A week ago, the answer would have been a clear yes. The Radeon RX 5700 and RX 5700 XT deliver more than enough oomph to topple the original GeForce RTX 2060 and 2070. A few days ago, the answer would have been more nuanced, since the Radeon tandem but can’t quite match the firepower of the new RTX Super graphics cards. But in the wake of AMD’s pre-launch price cuts, clarity returns.
Yes. Yes, you should buy these graphics cards.
The Radeon RX 5700 and 5700 XT are excellent, delivering noticeably better performance than the GeForce RTX 2060 and RTX 2060 Super they’re price-matched with. The Radeon RX 5700 XT even manages to trade blows with the GeForce RTX 2070 Super in some games despite costing $100 less. AMD just served up a delectable 1440p gaming duo.
These Navi GPUs would also excel at high refresh rate 1080p gaming, and with the Radeon RX 5700 XT you can dabble with 4K gaming in some games if you don’t mind dialing some visual settings back from Ultra. If you’re into content creation too, poke around for reviews that reveal how much of a difference the Radeon RX 5700’s PCIe 4.0 connection makes in your workloads of choice.
The Radeon RX 5700 and RX 5700 XT are the first mainstream 7nm GPUs; the first PCIe 4.0 GPUs; and the first GPUs with DisplayPort Display Stream Compression for next-gen monitors. And as the first 7nm GPUs built using AMD’s new RDNA graphics architecture, the Radeon RX 5700 series managed to surpass Nvidia’s vaunted power efficiency and draw even with GeForce in games that previously favored Nvidia. That’s a big freakin’ deal. AMD even managed to fix its atrocious reference cooler!
The Radeon team have a lot to be proud of here. We can’t wait to see what AMD does with RDNA next.

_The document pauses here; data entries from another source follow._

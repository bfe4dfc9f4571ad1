//! Storefront Rust Client Library
//!
//! A Rust client library for an e-commerce storefront REST backend,
//! providing authentication, cart state management and checkout.
//!
//! The cart is the stateful heart of the library: [`cart::CartManager`]
//! owns the current cart snapshot, keeps guest carts in a durable local
//! store, defers to the backend once a user signs in, and publishes every
//! new snapshot to subscribers.

pub mod auth;
pub mod cart;
pub mod config;
pub mod error;
pub mod fetch;
pub mod orders;
pub mod storage;

use reqwest::Client;
use std::sync::Arc;

use crate::auth::Auth;
use crate::cart::CartManager;
use crate::config::ClientOptions;
use crate::error::Error;
use crate::orders::OrdersClient;
use crate::storage::LocalStore;

/// The main entry point for the storefront Rust client
///
/// Owns the shared HTTP client, the durable local store, the auth client
/// and the cart state manager. Create one per session at application start;
/// the cart manager's lifecycle is tied to it.
pub struct Storefront {
    /// The base URL for the storefront API
    pub url: String,

    /// HTTP client used for requests
    pub http_client: Client,

    /// Durable local store for guest carts and sessions
    store: Arc<dyn LocalStore>,

    /// Auth client for user management and authentication
    auth: Arc<Auth>,

    /// Cart state manager
    cart: CartManager,

    /// Client options
    pub options: ClientOptions,
}

impl Storefront {
    /// Create a new storefront client
    ///
    /// # Arguments
    ///
    /// * `url` - The base URL of the storefront API
    /// * `store` - Durable key-value store for guest carts and sessions
    ///
    /// # Example
    ///
    /// ```
    /// use std::sync::Arc;
    /// use storefront_rust::storage::MemoryStore;
    /// use storefront_rust::Storefront;
    ///
    /// let storefront = Storefront::new("https://shop.example.com/api", Arc::new(MemoryStore::new()));
    /// ```
    pub fn new(url: &str, store: Arc<dyn LocalStore>) -> Self {
        Self::new_with_options(url, store, ClientOptions::default())
    }

    /// Create a new storefront client with custom options
    ///
    /// # Example
    ///
    /// ```
    /// use std::sync::Arc;
    /// use storefront_rust::config::ClientOptions;
    /// use storefront_rust::storage::MemoryStore;
    /// use storefront_rust::Storefront;
    ///
    /// let options = ClientOptions::default().with_persist_session(false);
    /// let storefront = Storefront::new_with_options(
    ///     "https://shop.example.com/api",
    ///     Arc::new(MemoryStore::new()),
    ///     options,
    /// );
    /// ```
    pub fn new_with_options(url: &str, store: Arc<dyn LocalStore>, options: ClientOptions) -> Self {
        let http_client = Client::new();

        let auth = Arc::new(Auth::new(
            url,
            http_client.clone(),
            store.clone(),
            options.clone(),
        ));

        let cart = CartManager::new(
            url,
            http_client.clone(),
            auth.clone(),
            store.clone(),
            options.clone(),
        );

        Self {
            url: url.to_string(),
            http_client,
            store,
            auth,
            cart,
            options,
        }
    }

    /// Restore any persisted session and load the cart
    ///
    /// Runs the once-per-session startup sequence: rehydrate the auth
    /// session from the store, then load the cart for the resulting mode.
    /// Cart operations are invalid until this has run.
    pub async fn init(&self) -> Result<(), Error> {
        self.auth.restore_session().await?;
        self.cart.load().await?;
        Ok(())
    }

    /// Get a reference to the auth client for user management and
    /// authentication
    pub fn auth(&self) -> &Auth {
        &self.auth
    }

    /// Get a reference to the cart state manager
    pub fn cart(&self) -> &CartManager {
        &self.cart
    }

    /// Create an orders client for checkout operations
    pub fn orders(&self) -> OrdersClient {
        OrdersClient::new(
            &self.url,
            self.http_client.clone(),
            self.auth.clone(),
            self.options.clone(),
        )
    }

    /// Get a reference to the durable local store
    pub fn store(&self) -> &Arc<dyn LocalStore> {
        &self.store
    }
}

/// A convenience module for common imports
pub mod prelude {
    pub use crate::cart::{Cart, CartItem, CartManager, Product};
    pub use crate::config::ClientOptions;
    pub use crate::error::Error;
    pub use crate::Storefront;
}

The one trick the new Radeon GPUs don’t perform? Real-time ray tracing, which currently requires dedicated hardware to achieve acceptable gaming frame rates. Only Nvidia’s RTX GPUs offer that. But while ray tracing is gaining traction, it’s still in its infancy, with the cutting-edge lighting features only available in a handful of playable games at the moment. Given that; the Radeon RX 5700 offering a far superior memory configuration to the 6GB RTX 2060; and both AMD GPUs outpunching their RTX 2060 counterparts by significant margins, it’s hard to recommend the GeForce offerings over AMD’s 7nm tandem.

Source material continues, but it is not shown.